I didn’t realise that the Rialto Bridge has a moving walkway and muzak, that the gondolas beneath it float on a clear blue pool, and that the school of Tiepolo had so many apprentices available to paint hotel ceilings. ‘Still in Venice, Martin?’ you’re thinking. ‘Surely that was last month?’ Well no, your intrepid columnist has moved from the old world to the new, and reports this week from the desert frontier where unfettered capitalism meets the lowest human urges: Las Vegas. It’s an overwhelming experience, so forgive me if my grip on what’s happening at home — reactions to David Cameron’s CBI conference speech, for example, and the rejected Qatari bid for Canary Wharf — is a little hazy. I’ve just spent a long weekend on another planet.

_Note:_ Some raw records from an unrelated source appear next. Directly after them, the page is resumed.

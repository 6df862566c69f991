//! Write queue.
//!
//! Chunks are transferred in submission order, one at a time. In
//! [`WriteMode::Pipelined`] the next chunk starts as soon as the previous one
//! completes. In [`WriteMode::ReadGated`] a completed chunk stays at the front
//! of the queue until the read pipeline delivers an inbound message, which
//! enforces request/response turn-taking with the firmware.

use std::collections::VecDeque;

use super::{Session, SessionEvents, SessionState, WriteMode};
use crate::demux::{CompletionDemux, SignalStatus};
use crate::error::{IoFailure, Operation, Result, SessionError};
use crate::fault;
use crate::gateway::{DeviceIo, StartStatus};

/// Returned by [`Session::write`]: the producer should hold further writes
/// until the chunk's flush callback runs.
#[must_use = "the producer must wait for the flush callback before writing again"]
#[derive(Debug, Clone, Copy, PartialEq, Eq)]
pub struct WaitForFlush;

type FlushCallback = Box<dyn FnOnce()>;

/// Per-write outcome: `Ok` once the write is retired, the channel's failure
/// if it stalls first.
type RetireCallback = Box<dyn FnOnce(std::result::Result<(), IoFailure>)>;

struct PendingWrite {
    /// Moved into the gateway when the transfer starts.
    data: Option<Vec<u8>>,
    len: usize,
    on_flush: Option<FlushCallback>,
    on_retired: Option<RetireCallback>,
}

#[derive(Debug, Clone, Copy, PartialEq, Eq)]
enum HeadState {
    Idle,
    InFlight,
    /// Read-gated only: transferred, waiting for an inbound message.
    AwaitingRelease,
    Stalled,
}

pub(super) struct WriteQueue {
    pending: VecDeque<PendingWrite>,
    head: HeadState,
    /// A read arrived while the head was still in flight.
    release_credit: bool,
    failure: Option<IoFailure>,
}

impl WriteQueue {
    pub(super) fn new() -> Self {
        Self {
            pending: VecDeque::new(),
            head: HeadState::Idle,
            release_credit: false,
            failure: None,
        }
    }

    /// Drops every queued write without running its callbacks.
    pub(super) fn abandon(&mut self) {
        self.pending.clear();
        self.release_credit = false;
    }
}

impl<D: DeviceIo, M: CompletionDemux, E: SessionEvents> Session<D, M, E> {
    /// Queues `chunk` for transfer.
    ///
    /// `on_flush` runs when the queue drains after this chunk. The call always
    /// asks the producer to pause until then.
    ///
    /// # Errors
    /// Fails without touching the device if the session is not connected,
    /// the chunk exceeds the negotiated maximum message size, or the write
    /// channel has already failed.
    pub fn write<F>(&mut self, chunk: Vec<u8>, on_flush: F) -> Result<WaitForFlush>
    where
        F: FnOnce() + 'static,
    {
        self.enqueue_write(chunk, Some(Box::new(on_flush)), None)
    }

    /// Queues `chunk` and reports this write's own outcome.
    ///
    /// `on_retired` runs exactly once: with `Ok(())` when the chunk leaves the
    /// queue (after its transfer in pipelined mode, after the following read
    /// in read-gated mode), or with the channel's failure if the queue stalls
    /// before that. It is dropped uncalled when the session is torn down.
    /// Unlike [`write`](Self::write) it does not depend on the queue draining.
    ///
    /// # Errors
    /// Same as [`write`](Self::write).
    pub fn write_tracked<F>(&mut self, chunk: Vec<u8>, on_retired: F) -> Result<WaitForFlush>
    where
        F: FnOnce(std::result::Result<(), IoFailure>) + 'static,
    {
        self.enqueue_write(chunk, None, Some(Box::new(on_retired)))
    }

    fn enqueue_write(
        &mut self,
        chunk: Vec<u8>,
        on_flush: Option<FlushCallback>,
        on_retired: Option<RetireCallback>,
    ) -> Result<WaitForFlush> {
        match self.state {
            SessionState::Connected => {}
            SessionState::Closed => return Err(SessionError::Closed),
            _ => return Err(SessionError::NotConnected),
        }
        if self.write_event.is_none() {
            return Err(SessionError::NotConnected);
        }
        if let Some(failure) = &self.writer.failure {
            return Err(SessionError::WriteFailed(failure.clone()));
        }

        let max = self.max_message_size.unwrap_or(0) as usize;
        if chunk.len() > max {
            return Err(SessionError::MessageTooLarge {
                size: chunk.len(),
                max,
            });
        }

        let len = chunk.len();
        self.writer.pending.push_back(PendingWrite {
            data: Some(chunk),
            len,
            on_flush,
            on_retired,
        });
        tracing::debug!(bytes = len, pending = self.writer.pending.len(), "Queued write");

        if self.writer.pending.len() == 1 && self.writer.head == HeadState::Idle {
            self.start_write();
        }
        Ok(WaitForFlush)
    }

    /// Returns the number of queued writes, including the one in flight.
    pub fn pending_writes(&self) -> usize {
        self.writer.pending.len()
    }

    fn start_write(&mut self) {
        let (Some(device), Some(event)) = (self.device, self.write_event) else {
            return;
        };
        let Some(head) = self.writer.pending.front_mut() else {
            return;
        };
        let data = head.data.take().unwrap_or_default();
        let len = data.len();

        match self.io.start_write(device, event, data) {
            StartStatus::Pending | StartStatus::Completed => {
                self.writer.head = HeadState::InFlight;
                tracing::trace!(bytes = len, "Write started");
            }
            StartStatus::Failed(error) => {
                self.fail_writes(IoFailure::Start {
                    op: Operation::Write,
                    error,
                });
            }
        }
    }

    fn fail_writes(&mut self, failure: IoFailure) {
        tracing::error!(pending = self.writer.pending.len(), "Write failed: {}", failure);
        self.last_error = Some(failure.clone());
        self.writer.failure = Some(failure.clone());
        self.writer.head = HeadState::Stalled;

        let waiting: Vec<RetireCallback> = self
            .writer
            .pending
            .iter_mut()
            .filter_map(|w| w.on_retired.take())
            .collect();
        for on_retired in waiting {
            let failure = failure.clone();
            fault::guard("write callback", move || on_retired(Err(failure)));
        }
    }

    pub(super) fn on_write_signal(&mut self, status: SignalStatus) {
        if self.writer.head != HeadState::InFlight {
            tracing::trace!(head = ?self.writer.head, "Write signal with nothing in flight, ignoring");
            return;
        }

        if !status.is_ready() {
            self.fail_writes(IoFailure::Wait(status.to_string()));
            return;
        }

        let (Some(device), Some(event)) = (self.device, self.write_event) else {
            return;
        };
        let completion = self.io.completion(device, event);
        let written = match completion.result {
            Ok(n) => n as usize,
            Err(error) => {
                self.fail_writes(IoFailure::Overlapped(error));
                return;
            }
        };

        let expected = self.writer.pending.front().map(|w| w.len).unwrap_or(0);
        if written < expected {
            tracing::warn!(written, expected, "Short write");
        } else {
            tracing::debug!(bytes = written, "Write completed");
        }

        match self.options.write_mode {
            WriteMode::Pipelined => self.release_head(),
            WriteMode::ReadGated => {
                if std::mem::take(&mut self.writer.release_credit) {
                    self.release_head();
                } else {
                    self.writer.head = HeadState::AwaitingRelease;
                    tracing::trace!(
                        pending = self.writer.pending.len(),
                        "Write completed, held until next read"
                    );
                }
            }
        }
    }

    /// Called by the read pipeline after each delivery in read-gated mode.
    pub(super) fn release_gated_write(&mut self) {
        if self.writer.pending.is_empty() {
            return;
        }
        match self.writer.head {
            HeadState::AwaitingRelease => self.release_head(),
            HeadState::InFlight => {
                // The response overtook the write completion; release on completion.
                self.writer.release_credit = true;
            }
            HeadState::Idle | HeadState::Stalled => {}
        }
    }

    /// Retires the front write and starts the next, or flushes when drained.
    fn release_head(&mut self) {
        self.writer.head = HeadState::Idle;
        let Some(mut done) = self.writer.pending.pop_front() else {
            return;
        };
        if let Some(on_retired) = done.on_retired.take() {
            fault::guard("write callback", move || on_retired(Ok(())));
        }

        if !self.writer.pending.is_empty() {
            self.start_write();
        } else if let Some(flush) = done.on_flush {
            tracing::trace!("Write queue drained, flushing");
            fault::guard("flush callback", flush);
        }
    }
}
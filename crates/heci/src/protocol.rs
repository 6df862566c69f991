//! Reserved control codes and firmware client identifiers.
//!
//! Only the connect handshake is interpreted by the session itself; every
//! other code is an opaque payload concern forwarded through
//! [`Session::send_control`](crate::Session::send_control).

use std::fmt;
use std::str::FromStr;

use serde::{Deserialize, Serialize};
use uuid::Uuid;

/// Control code returning the interface driver version.
pub const HECI_VERSION: u32 = 0x8000_E000;

/// Control code connecting the session to a firmware client.
pub const CLIENT_CONNECT: u32 = 0x8000_E004;

/// Response capacity requested for the connect handshake.
pub const CONNECT_RESPONSE_CAPACITY: usize = 16;

/// Minimum response length carrying the maximum message size.
pub const CONNECT_RESPONSE_MIN: usize = 4;

/// Device interface class under which the host controller is enumerated.
pub const HECI_INTERFACE: Uuid = Uuid::from_u128(0xE2D1FF34_3458_49A9_88DA_8E6915CE9BE5);

/// Identifier of a firmware client (the 16-byte connect payload).
#[derive(Debug, Clone, Copy, PartialEq, Eq, Hash, Serialize, Deserialize)]
#[serde(try_from = "String", into = "String")]
pub struct ClientGuid(Uuid);

impl ClientGuid {
    /// Active Management Technology host interface.
    pub const AMT: ClientGuid = ClientGuid(Uuid::from_u128(0x12F80028_B4B7_4B2D_ACA8_46E0FF65814C));

    /// Local Manageability Engine service.
    pub const LME: ClientGuid = ClientGuid(Uuid::from_u128(0x6733A4DB_0476_4E7B_B3AF_BCFC29BEE7A7));

    /// Builds an identifier from its 16-byte wire layout.
    pub fn from_wire(bytes: [u8; 16]) -> Self {
        Self(Uuid::from_bytes_le(bytes))
    }

    /// The 16-byte wire layout (mixed-endian GUID order) sent to the device.
    pub fn to_wire(self) -> [u8; 16] {
        self.0.to_bytes_le()
    }
}

impl fmt::Display for ClientGuid {
    fn fmt(&self, f: &mut fmt::Formatter<'_>) -> fmt::Result {
        write!(f, "{}", self.0.hyphenated())
    }
}

/// Error returned when a client identifier cannot be parsed.
#[derive(Debug, Clone, PartialEq, Eq, thiserror::Error)]
#[error("invalid client identifier: {0}")]
pub struct ParseClientError(String);

impl FromStr for ClientGuid {
    type Err = ParseClientError;

    /// Accepts `amt`, `lme` (case-insensitive) or any UUID string form.
    fn from_str(s: &str) -> Result<Self, Self::Err> {
        match s.to_ascii_lowercase().as_str() {
            "amt" => Ok(Self::AMT),
            "lme" => Ok(Self::LME),
            _ => Uuid::parse_str(s)
                .map(Self)
                .map_err(|_| ParseClientError(s.to_string())),
        }
    }
}

impl TryFrom<String> for ClientGuid {
    type Error = ParseClientError;

    fn try_from(value: String) -> Result<Self, Self::Error> {
        value.parse()
    }
}

impl From<ClientGuid> for String {
    fn from(guid: ClientGuid) -> Self {
        guid.to_string()
    }
}

/// Extracts the negotiated maximum message size from a connect response.
///
/// The first four bytes hold an unsigned 32-bit value in native byte order.
/// Returns `None` when the response is shorter than [`CONNECT_RESPONSE_MIN`].
pub fn max_message_size(response: &[u8]) -> Option<u32> {
    let head: [u8; CONNECT_RESPONSE_MIN] = response.get(..CONNECT_RESPONSE_MIN)?.try_into().ok()?;
    Some(u32::from_ne_bytes(head))
}
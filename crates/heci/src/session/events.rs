//! Typed session notifications.

use crate::error::ConnectError;

/// What the consumer wants after a delivery.
#[derive(Debug, Clone, Copy, PartialEq, Eq)]
pub enum Demand {
    /// Issue the next read immediately.
    More,
    /// Stop reading until [`Session::pull`](crate::Session::pull) is called.
    Pause,
}

/// Receives the notifications a session emits.
///
/// Every method runs on the thread driving the session. A panic inside one
/// is caught and routed to the fault channel.
pub trait SessionEvents {
    /// The handshake succeeded.
    fn on_connected(&mut self, _max_message_size: u32) {}

    /// The handshake failed.
    fn on_error(&mut self, _error: &ConnectError) {}

    /// An inbound message arrived.
    ///
    /// `data` borrows the session's read buffer, which the next read
    /// overwrites; copy it to keep it.
    fn on_data(&mut self, data: &[u8]) -> Demand;

    /// The inbound stream ended. No further data follows.
    fn on_end(&mut self) {}
}
//! Windows overlapped I/O backend.
//!
//! Every wait-event owns a heap-allocated slot holding its `OVERLAPPED`
//! structure and the buffers lent to the operation in flight, so the memory
//! the kernel writes into stays put until the result is collected. The
//! demultiplexer registers each event with the thread pool
//! (`RegisterWaitForSingleObject`) and forwards firings into the signal
//! channel. Events are auto-reset, so each completion fires exactly once.

use std::collections::HashMap;
use std::ffi::{c_void, CString};
use std::io;
use std::ptr;

use tokio::sync::mpsc;
use windows_sys::Win32::Foundation::{
    CloseHandle, BOOLEAN, ERROR_INVALID_HANDLE, ERROR_IO_INCOMPLETE,
    ERROR_IO_PENDING, GENERIC_READ, GENERIC_WRITE, HANDLE, INVALID_HANDLE_VALUE,
};
use windows_sys::Win32::Storage::FileSystem::{
    CreateFileA, ReadFile, WriteFile, FILE_FLAG_OVERLAPPED, FILE_SHARE_READ, FILE_SHARE_WRITE,
    OPEN_EXISTING,
};
use windows_sys::Win32::System::IO::{CancelIoEx, DeviceIoControl, GetOverlappedResult, OVERLAPPED};
use windows_sys::Win32::System::Threading::{
    CreateEventA, RegisterWaitForSingleObject, UnregisterWaitEx, INFINITE, WT_EXECUTEDEFAULT,
};

use crate::demux::{CompletionDemux, Signal};
use crate::error::OsError;
use crate::gateway::{Completion, DeviceHandle, DeviceIo, StartStatus, WaitEvent};

fn as_handle(raw: usize) -> HANDLE {
    raw as HANDLE
}

/// Opens the Windows backend.
pub fn open() -> io::Result<(WindowsIo, WindowsDemux, mpsc::UnboundedReceiver<Signal>)> {
    let (signals, rx) = mpsc::unbounded_channel();
    let io = WindowsIo {
        slots: HashMap::new(),
        devices: Vec::new(),
    };
    let demux = WindowsDemux {
        signals,
        waits: HashMap::new(),
    };
    Ok((io, demux, rx))
}

/// Per-event state the kernel may write into while an operation is pending.
struct Slot {
    overlapped: OVERLAPPED,
    /// Device the pending operation was issued on.
    device: Option<DeviceHandle>,
    /// Read target, write source, or control output.
    buffer: Option<Vec<u8>>,
    /// Control input, kept alive until completion.
    input: Option<Vec<u8>>,
}

impl Slot {
    fn new() -> Box<Self> {
        Box::new(Self {
            // SAFETY: OVERLAPPED is plain data; all-zero is its initial state.
            overlapped: unsafe { std::mem::zeroed() },
            device: None,
            buffer: None,
            input: None,
        })
    }

    fn arm(&mut self, event: WaitEvent, device: DeviceHandle) -> *mut OVERLAPPED {
        // SAFETY: see `Slot::new`.
        self.overlapped = unsafe { std::mem::zeroed() };
        self.overlapped.hEvent = as_handle(event.0);
        self.device = Some(device);
        &mut self.overlapped
    }

    fn is_pending(&self) -> bool {
        self.device.is_some()
    }
}

/// [`DeviceIo`] over `CreateFile`/`ReadFile`/`WriteFile`/`DeviceIoControl`.
pub struct WindowsIo {
    slots: HashMap<WaitEvent, Box<Slot>>,
    devices: Vec<DeviceHandle>,
}

// Safe because the raw handles and OVERLAPPED pointers are only touched by
// the thread currently owning the gateway.
unsafe impl Send for WindowsIo {}

impl WindowsIo {
    /// Interprets the return of an overlapped call.
    fn started(&mut self, event: WaitEvent, ok: i32) -> StartStatus {
        if ok != 0 {
            return StartStatus::Completed;
        }
        let error = OsError::last();
        if error.code() == ERROR_IO_PENDING as i32 {
            return StartStatus::Pending;
        }
        if let Some(slot) = self.slots.get_mut(&event) {
            slot.device = None;
            slot.buffer = None;
            slot.input = None;
        }
        StartStatus::Failed(error)
    }

    /// Cancels the operation pending on `slot` and waits for the kernel to
    /// release its buffers.
    fn cancel(slot: &mut Slot) {
        let Some(device) = slot.device.take() else {
            return;
        };
        let mut transferred = 0u32;
        // SAFETY: the OVERLAPPED belongs to an operation issued on `device`,
        // and the slot outlives both calls.
        unsafe {
            CancelIoEx(as_handle(device.0), &slot.overlapped);
            GetOverlappedResult(as_handle(device.0), &slot.overlapped, &mut transferred, 1);
        }
        slot.buffer = None;
        slot.input = None;
    }
}

impl DeviceIo for WindowsIo {
    fn open_device(&mut self, path: &str) -> Result<DeviceHandle, OsError> {
        let path = CString::new(path).map_err(|_| OsError(ERROR_INVALID_HANDLE as i32))?;
        // SAFETY: `path` is NUL-terminated and outlives the call.
        let handle = unsafe {
            CreateFileA(
                path.as_ptr() as *const u8,
                GENERIC_READ | GENERIC_WRITE,
                FILE_SHARE_READ | FILE_SHARE_WRITE,
                ptr::null(),
                OPEN_EXISTING,
                FILE_FLAG_OVERLAPPED,
                ptr::null_mut(),
            )
        };
        if handle == INVALID_HANDLE_VALUE {
            return Err(OsError::last());
        }

        let device = DeviceHandle(handle as usize);
        self.devices.push(device);
        tracing::debug!(device = device.0, "Opened device handle");
        Ok(device)
    }

    fn create_event(&mut self) -> Result<WaitEvent, OsError> {
        // SAFETY: anonymous auto-reset event, initially unsignalled.
        let handle = unsafe { CreateEventA(ptr::null(), 0, 0, ptr::null()) };
        if handle.is_null() {
            return Err(OsError::last());
        }
        let event = WaitEvent(handle as usize);
        self.slots.insert(event, Slot::new());
        Ok(event)
    }

    fn start_read(&mut self, device: DeviceHandle, event: WaitEvent, mut buffer: Vec<u8>) -> StartStatus {
        let Some(slot) = self.slots.get_mut(&event) else {
            return StartStatus::Failed(OsError(ERROR_INVALID_HANDLE as i32));
        };
        let overlapped = slot.arm(event, device);
        let (data, len) = (buffer.as_mut_ptr(), buffer.len() as u32);
        slot.buffer = Some(buffer);

        // SAFETY: the buffer and OVERLAPPED live in the boxed slot until the
        // completion is collected or the operation is cancelled.
        let ok = unsafe { ReadFile(as_handle(device.0), data, len, ptr::null_mut(), overlapped) };
        self.started(event, ok)
    }

    fn start_write(&mut self, device: DeviceHandle, event: WaitEvent, data: Vec<u8>) -> StartStatus {
        let Some(slot) = self.slots.get_mut(&event) else {
            return StartStatus::Failed(OsError(ERROR_INVALID_HANDLE as i32));
        };
        let overlapped = slot.arm(event, device);
        let (source, len) = (data.as_ptr(), data.len() as u32);
        slot.buffer = Some(data);

        // SAFETY: as for `start_read`.
        let ok = unsafe { WriteFile(as_handle(device.0), source, len, ptr::null_mut(), overlapped) };
        self.started(event, ok)
    }

    fn start_control(
        &mut self,
        device: DeviceHandle,
        event: WaitEvent,
        code: u32,
        input: Vec<u8>,
        mut output: Vec<u8>,
    ) -> StartStatus {
        let Some(slot) = self.slots.get_mut(&event) else {
            return StartStatus::Failed(OsError(ERROR_INVALID_HANDLE as i32));
        };
        let overlapped = slot.arm(event, device);
        let (in_ptr, in_len) = (input.as_ptr() as *const c_void, input.len() as u32);
        let (out_ptr, out_len) = (output.as_mut_ptr() as *mut c_void, output.len() as u32);
        slot.input = Some(input);
        slot.buffer = Some(output);

        // SAFETY: as for `start_read`; both buffers are parked in the slot.
        let ok = unsafe {
            DeviceIoControl(
                as_handle(device.0),
                code,
                in_ptr,
                in_len,
                out_ptr,
                out_len,
                ptr::null_mut(),
                overlapped,
            )
        };
        self.started(event, ok)
    }

    fn completion(&mut self, device: DeviceHandle, event: WaitEvent) -> Completion {
        let Some(slot) = self.slots.get_mut(&event) else {
            return Completion::failed(Vec::new(), OsError(ERROR_INVALID_HANDLE as i32));
        };
        if !slot.is_pending() {
            return Completion::failed(Vec::new(), OsError(ERROR_IO_INCOMPLETE as i32));
        }

        let mut transferred = 0u32;
        // SAFETY: non-blocking query of the operation bound to this slot.
        let ok = unsafe {
            GetOverlappedResult(as_handle(device.0), &slot.overlapped, &mut transferred, 0)
        };
        if ok == 0 {
            let error = OsError::last();
            if error.code() == ERROR_IO_INCOMPLETE as i32 {
                return Completion::failed(Vec::new(), error);
            }
            slot.device = None;
            slot.input = None;
            return Completion::failed(slot.buffer.take().unwrap_or_default(), error);
        }

        slot.device = None;
        slot.input = None;
        Completion {
            buffer: slot.buffer.take().unwrap_or_default(),
            result: Ok(transferred),
        }
    }

    fn close_event(&mut self, event: WaitEvent) {
        let Some(mut slot) = self.slots.remove(&event) else {
            return;
        };
        Self::cancel(&mut slot);
        // SAFETY: the event was created by `create_event` and no operation
        // references it any more.
        unsafe { CloseHandle(as_handle(event.0)) };
    }

    fn close_device(&mut self, device: DeviceHandle) {
        let Some(index) = self.devices.iter().position(|d| *d == device) else {
            return;
        };
        self.devices.swap_remove(index);

        for slot in self.slots.values_mut() {
            if slot.device == Some(device) {
                Self::cancel(slot);
            }
        }
        // SAFETY: opened by `open_device`; closed exactly once.
        unsafe { CloseHandle(as_handle(device.0)) };
        tracing::debug!(device = device.0, "Closed device handle");
    }
}

impl Drop for WindowsIo {
    fn drop(&mut self) {
        let events: Vec<WaitEvent> = self.slots.keys().copied().collect();
        for event in events {
            self.close_event(event);
        }
        for device in std::mem::take(&mut self.devices) {
            // SAFETY: still open; nothing references it after the slots are gone.
            unsafe { CloseHandle(as_handle(device.0)) };
        }
    }
}

/// Context handed to the thread-pool wait callback.
struct WaitContext {
    event: WaitEvent,
    metadata: &'static str,
    signals: mpsc::UnboundedSender<Signal>,
}

unsafe extern "system" fn on_wait(context: *mut c_void, timed_out: BOOLEAN) {
    // SAFETY: `context` points at the boxed WaitContext registered with this
    // wait; `deregister` waits for running callbacks before freeing it.
    let context = unsafe { &*(context as *const WaitContext) };
    let signal = if timed_out != 0 {
        Signal::failed(context.event, "timed out")
    } else {
        Signal::ready(context.event)
    };
    tracing::trace!(event = context.event.0, metadata = context.metadata, "Wait-event signalled");
    let _ = context.signals.send(signal);
}

struct Registration {
    wait: usize,
    context: Box<WaitContext>,
}

/// [`CompletionDemux`] backed by thread-pool waits.
pub struct WindowsDemux {
    signals: mpsc::UnboundedSender<Signal>,
    waits: HashMap<WaitEvent, Registration>,
}

impl CompletionDemux for WindowsDemux {
    fn register(&mut self, event: WaitEvent, metadata: &'static str) -> Result<(), OsError> {
        let context = Box::new(WaitContext {
            event,
            metadata,
            signals: self.signals.clone(),
        });
        let mut wait: HANDLE = ptr::null_mut();
        // SAFETY: the context box is kept in `waits` until the wait is
        // unregistered with `UnregisterWaitEx(.., INVALID_HANDLE_VALUE)`.
        let ok = unsafe {
            RegisterWaitForSingleObject(
                &mut wait,
                as_handle(event.0),
                Some(on_wait),
                &*context as *const WaitContext as *const c_void,
                INFINITE,
                WT_EXECUTEDEFAULT,
            )
        };
        if ok == 0 {
            return Err(OsError::last());
        }

        tracing::trace!(event = event.0, metadata, "Watching wait-event");
        self.waits.insert(
            event,
            Registration {
                wait: wait as usize,
                context,
            },
        );
        Ok(())
    }

    fn deregister(&mut self, event: WaitEvent) {
        let Some(registration) = self.waits.remove(&event) else {
            return;
        };
        // SAFETY: blocks until in-progress callbacks return, after which the
        // context can be dropped.
        unsafe { UnregisterWaitEx(as_handle(registration.wait), INVALID_HANDLE_VALUE) };
        tracing::trace!(
            event = event.0,
            metadata = registration.context.metadata,
            "Stopped watching wait-event"
        );
    }
}

impl Drop for WindowsDemux {
    fn drop(&mut self) {
        let events: Vec<WaitEvent> = self.waits.keys().copied().collect();
        for event in events {
            self.deregister(event);
        }
    }
}
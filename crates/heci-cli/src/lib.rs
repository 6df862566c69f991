//! Support library for the `heci` command.
//!
//! The binary opens a session against the platform backend, connects to a
//! firmware client and exchanges raw messages with it. Settings come from
//! [`config::Config`].

pub mod config;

I’m here to discuss ‘Money: Winners and Losers’, which in a sense is what I do here every week. But in Vegas there’s no point in addressing the topic in the abstract, in a conference suite: better to walk the cavernous casinos and glittering concourses that draw 40 million visitors a year, 400,000 from the UK. Here, via the replica Rialto, is the Venetian hotel and its sister Palazzo, 8,000 suites and rooms between them; proprietor Sheldon Adelson is one of the world’s richest men, worth $30 billion, and a major funder of Republican candidates. Clearly he’s a winner — although his master company, Las Vegas Sands Corporation, paid $47 million to the US government last year to avoid possible criminal charges over alleged money-laundering activities involving a high-stakes Chinese gambler at the Venetian.
But are all gamblers losers, ruthlessly exploited? Not quite all, of course. One of our conference participants, a serious card player at home, finds himself several thousand dollars to the good on the first evening, having survived a stewards’ inquiry into his ‘perfect’ blackjack play; but by the third night his luck has reversed, and for want of the taxi fare he’s had to trudge back from the Strip to our hotel, the Palms, via the less glamorous walkways where the vagrants live.